→ EXTRACTED MATERIAL:
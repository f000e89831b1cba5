// transition.rs — The pure transition validator.
//
// validate() is the single answer to "is (current → requested) legal for
// this actor?". It has no side effects and touches no storage; the approval
// coordinator calls it once per mutation, after authorization and before
// any write.
//
// The full edge set:
//
//   em_andamento        → aprovado_manutencao   encarregado | admin
//   em_andamento        → reprovado             encarregado | admin, reason
//   aprovado_manutencao → aprovado_vendas       vendedor | admin
//   aprovado_manutencao → reprovado             vendedor | admin, reason
//   aprovado_vendas     → finalizado            encarregado | admin |
//                                               (tecnico ∧ owner ∧ finalize_laudos)
//   em_andamento        → em_andamento          owner (draft re-save)
//   reprovado           → em_andamento          owner (resubmission)
//
// Anything else is InvalidTransition. A legal edge gated by the wrong role
// is Unauthorized, not InvalidTransition.

use crate::actor::{Privilege, Role};
use crate::error::TransitionError;
use crate::status::LaudoStatus;

/// Check whether `requested` is a legal next state for this actor.
///
/// `reason` is only consulted on rejection edges, where it must be
/// non-empty after trimming.
pub fn validate(
    current: LaudoStatus,
    requested: LaudoStatus,
    role: Role,
    privileges: &[Privilege],
    is_owner: bool,
    reason: Option<&str>,
) -> Result<(), TransitionError> {
    use LaudoStatus::*;

    let unauthorized = || TransitionError::Unauthorized {
        role,
        from: current,
        to: requested,
    };

    match (current, requested) {
        // Supervisor approves the maintenance stage.
        (EmAndamento, AprovadoManutencao) => match role {
            Role::Encarregado | Role::Admin => Ok(()),
            _ => Err(unauthorized()),
        },

        // Supervisor rejects a draft.
        (EmAndamento, Reprovado) => match role {
            Role::Encarregado | Role::Admin => require_reason(reason),
            _ => Err(unauthorized()),
        },

        // Sales approves the commercial stage.
        (AprovadoManutencao, AprovadoVendas) => match role {
            Role::Vendedor | Role::Admin => Ok(()),
            _ => Err(unauthorized()),
        },

        // Sales rejects at the commercial stage.
        (AprovadoManutencao, Reprovado) => match role {
            Role::Vendedor | Role::Admin => require_reason(reason),
            _ => Err(unauthorized()),
        },

        // Finalization: supervisor/admin, or the owning technician holding
        // the delegated finalize_laudos privilege.
        (AprovadoVendas, Finalizado) => match role {
            Role::Encarregado | Role::Admin => Ok(()),
            Role::Tecnico if is_owner && privileges.contains(&Privilege::FinalizeLaudos) => Ok(()),
            _ => Err(unauthorized()),
        },

        // Draft re-save: idempotent, owner only.
        (EmAndamento, EmAndamento) => {
            if is_owner {
                Ok(())
            } else {
                Err(unauthorized())
            }
        }

        // Resubmission: the single sanctioned exit from a terminal state.
        (Reprovado, EmAndamento) => {
            if is_owner {
                Ok(())
            } else {
                Err(unauthorized())
            }
        }

        // Not an edge of the graph.
        (from, to) => Err(TransitionError::InvalidTransition { from, to }),
    }
}

fn require_reason(reason: Option<&str>) -> Result<(), TransitionError> {
    match reason {
        Some(r) if !r.trim().is_empty() => Ok(()),
        _ => Err(TransitionError::MissingReason),
    }
}

#[cfg(test)]
mod tests {
    use super::*;

    const NO_PRIVS: &[Privilege] = &[];
    const FINALIZE: &[Privilege] = &[Privilege::FinalizeLaudos];

    #[test]
    fn encarregado_approves_maintenance_stage() {
        assert!(validate(
            LaudoStatus::EmAndamento,
            LaudoStatus::AprovadoManutencao,
            Role::Encarregado,
            NO_PRIVS,
            false,
            None,
        )
        .is_ok());
    }

    #[test]
    fn admin_passes_every_approval_gate() {
        assert!(validate(
            LaudoStatus::EmAndamento,
            LaudoStatus::AprovadoManutencao,
            Role::Admin,
            NO_PRIVS,
            false,
            None,
        )
        .is_ok());
        assert!(validate(
            LaudoStatus::AprovadoManutencao,
            LaudoStatus::AprovadoVendas,
            Role::Admin,
            NO_PRIVS,
            false,
            None,
        )
        .is_ok());
        assert!(validate(
            LaudoStatus::AprovadoVendas,
            LaudoStatus::Finalizado,
            Role::Admin,
            NO_PRIVS,
            false,
            None,
        )
        .is_ok());
    }

    #[test]
    fn tecnico_cannot_approve_maintenance_stage() {
        let result = validate(
            LaudoStatus::EmAndamento,
            LaudoStatus::AprovadoManutencao,
            Role::Tecnico,
            NO_PRIVS,
            true,
            None,
        );
        assert!(matches!(result, Err(TransitionError::Unauthorized { .. })));
    }

    #[test]
    fn vendedor_approves_sales_stage_only() {
        assert!(validate(
            LaudoStatus::AprovadoManutencao,
            LaudoStatus::AprovadoVendas,
            Role::Vendedor,
            NO_PRIVS,
            false,
            None,
        )
        .is_ok());

        // Vendedor at the maintenance gate is a role mismatch on a legal edge.
        let result = validate(
            LaudoStatus::EmAndamento,
            LaudoStatus::AprovadoManutencao,
            Role::Vendedor,
            NO_PRIVS,
            false,
            None,
        );
        assert!(matches!(result, Err(TransitionError::Unauthorized { .. })));
    }

    #[test]
    fn rejection_requires_a_reason() {
        let result = validate(
            LaudoStatus::EmAndamento,
            LaudoStatus::Reprovado,
            Role::Encarregado,
            NO_PRIVS,
            false,
            None,
        );
        assert_eq!(result, Err(TransitionError::MissingReason));

        let result = validate(
            LaudoStatus::AprovadoManutencao,
            LaudoStatus::Reprovado,
            Role::Vendedor,
            NO_PRIVS,
            false,
            Some("   "),
        );
        assert_eq!(result, Err(TransitionError::MissingReason));

        assert!(validate(
            LaudoStatus::EmAndamento,
            LaudoStatus::Reprovado,
            Role::Encarregado,
            NO_PRIVS,
            false,
            Some("bateria não testada"),
        )
        .is_ok());
    }

    #[test]
    fn encarregado_finalizes() {
        assert!(validate(
            LaudoStatus::AprovadoVendas,
            LaudoStatus::Finalizado,
            Role::Encarregado,
            NO_PRIVS,
            false,
            None,
        )
        .is_ok());
    }

    #[test]
    fn privileged_owner_tecnico_finalizes() {
        assert!(validate(
            LaudoStatus::AprovadoVendas,
            LaudoStatus::Finalizado,
            Role::Tecnico,
            FINALIZE,
            true,
            None,
        )
        .is_ok());
    }

    #[test]
    fn unprivileged_owner_tecnico_cannot_finalize() {
        let result = validate(
            LaudoStatus::AprovadoVendas,
            LaudoStatus::Finalizado,
            Role::Tecnico,
            NO_PRIVS,
            true,
            None,
        );
        assert!(matches!(result, Err(TransitionError::Unauthorized { .. })));
    }

    #[test]
    fn privileged_non_owner_tecnico_cannot_finalize() {
        let result = validate(
            LaudoStatus::AprovadoVendas,
            LaudoStatus::Finalizado,
            Role::Tecnico,
            FINALIZE,
            false,
            None,
        );
        assert!(matches!(result, Err(TransitionError::Unauthorized { .. })));
    }

    #[test]
    fn vendedor_cannot_finalize() {
        let result = validate(
            LaudoStatus::AprovadoVendas,
            LaudoStatus::Finalizado,
            Role::Vendedor,
            NO_PRIVS,
            false,
            None,
        );
        assert!(matches!(result, Err(TransitionError::Unauthorized { .. })));
    }

    #[test]
    fn owner_draft_resave_is_idempotent() {
        assert!(validate(
            LaudoStatus::EmAndamento,
            LaudoStatus::EmAndamento,
            Role::Tecnico,
            NO_PRIVS,
            true,
            None,
        )
        .is_ok());

        let result = validate(
            LaudoStatus::EmAndamento,
            LaudoStatus::EmAndamento,
            Role::Tecnico,
            NO_PRIVS,
            false,
            None,
        );
        assert!(matches!(result, Err(TransitionError::Unauthorized { .. })));
    }

    #[test]
    fn owner_resubmits_after_rejection() {
        assert!(validate(
            LaudoStatus::Reprovado,
            LaudoStatus::EmAndamento,
            Role::Tecnico,
            NO_PRIVS,
            true,
            None,
        )
        .is_ok());

        let result = validate(
            LaudoStatus::Reprovado,
            LaudoStatus::EmAndamento,
            Role::Encarregado,
            NO_PRIVS,
            false,
            None,
        );
        assert!(matches!(result, Err(TransitionError::Unauthorized { .. })));
    }

    #[test]
    fn skipping_the_sales_stage_is_invalid() {
        let result = validate(
            LaudoStatus::EmAndamento,
            LaudoStatus::Finalizado,
            Role::Admin,
            NO_PRIVS,
            false,
            None,
        );
        assert!(matches!(
            result,
            Err(TransitionError::InvalidTransition { .. })
        ));

        let result = validate(
            LaudoStatus::AprovadoManutencao,
            LaudoStatus::Finalizado,
            Role::Admin,
            NO_PRIVS,
            false,
            None,
        );
        assert!(matches!(
            result,
            Err(TransitionError::InvalidTransition { .. })
        ));
    }

    #[test]
    fn finalizado_has_no_exit() {
        for to in LaudoStatus::ALL {
            let result = validate(
                LaudoStatus::Finalizado,
                to,
                Role::Admin,
                FINALIZE,
                true,
                Some("reason"),
            );
            assert!(
                matches!(result, Err(TransitionError::InvalidTransition { .. })),
                "finalizado -> {} should be invalid",
                to
            );
        }
    }

    #[test]
    fn reprovado_only_exits_to_em_andamento() {
        for to in LaudoStatus::ALL {
            if to == LaudoStatus::EmAndamento {
                continue;
            }
            let result = validate(
                LaudoStatus::Reprovado,
                to,
                Role::Admin,
                FINALIZE,
                true,
                Some("reason"),
            );
            assert!(
                matches!(result, Err(TransitionError::InvalidTransition { .. })),
                "reprovado -> {} should be invalid",
                to
            );
        }
    }

    #[test]
    fn every_unlisted_pair_is_refused() {
        // Exhaustive sweep: anything the rules above do not accept must come
        // back as InvalidTransition or Unauthorized for every role.
        let roles = [Role::Tecnico, Role::Encarregado, Role::Vendedor, Role::Admin];
        for from in LaudoStatus::ALL {
            for to in LaudoStatus::ALL {
                for role in roles {
                    let result = validate(from, to, role, NO_PRIVS, false, Some("motivo"));
                    if result.is_ok() {
                        // The accepted set, with no ownership and no privileges.
                        let legal = matches!(
                            (from, to, role),
                            (
                                LaudoStatus::EmAndamento,
                                LaudoStatus::AprovadoManutencao,
                                Role::Encarregado | Role::Admin
                            ) | (
                                LaudoStatus::EmAndamento,
                                LaudoStatus::Reprovado,
                                Role::Encarregado | Role::Admin
                            ) | (
                                LaudoStatus::AprovadoManutencao,
                                LaudoStatus::AprovadoVendas,
                                Role::Vendedor | Role::Admin
                            ) | (
                                LaudoStatus::AprovadoManutencao,
                                LaudoStatus::Reprovado,
                                Role::Vendedor | Role::Admin
                            ) | (
                                LaudoStatus::AprovadoVendas,
                                LaudoStatus::Finalizado,
                                Role::Encarregado | Role::Admin
                            )
                        );
                        assert!(legal, "unexpected Ok for {} -> {} as {}", from, to, role);
                    }
                }
            }
        }
    }
}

→ TASK INSTRUCTIONS:
Return a word-for-word copy of the lines from the beginning of the listing to the line holding "vendedor | admin, reason", both kept.

→ TASK SOLUTION:
repository f000e89831b1cba5
// transition.rs — The pure transition validator.
//
// validate() is the single answer to "is (current → requested) legal for
// this actor?". It has no side effects and touches no storage; the approval
// coordinator calls it once per mutation, after authorization and before
// any write.
//
// The full edge set:
//
//   em_andamento        → aprovado_manutencao   encarregado | admin
//   em_andamento        → reprovado             encarregado | admin, reason
//   aprovado_manutencao → aprovado_vendas       vendedor | admin
//   aprovado_manutencao → reprovado             vendedor | admin, reason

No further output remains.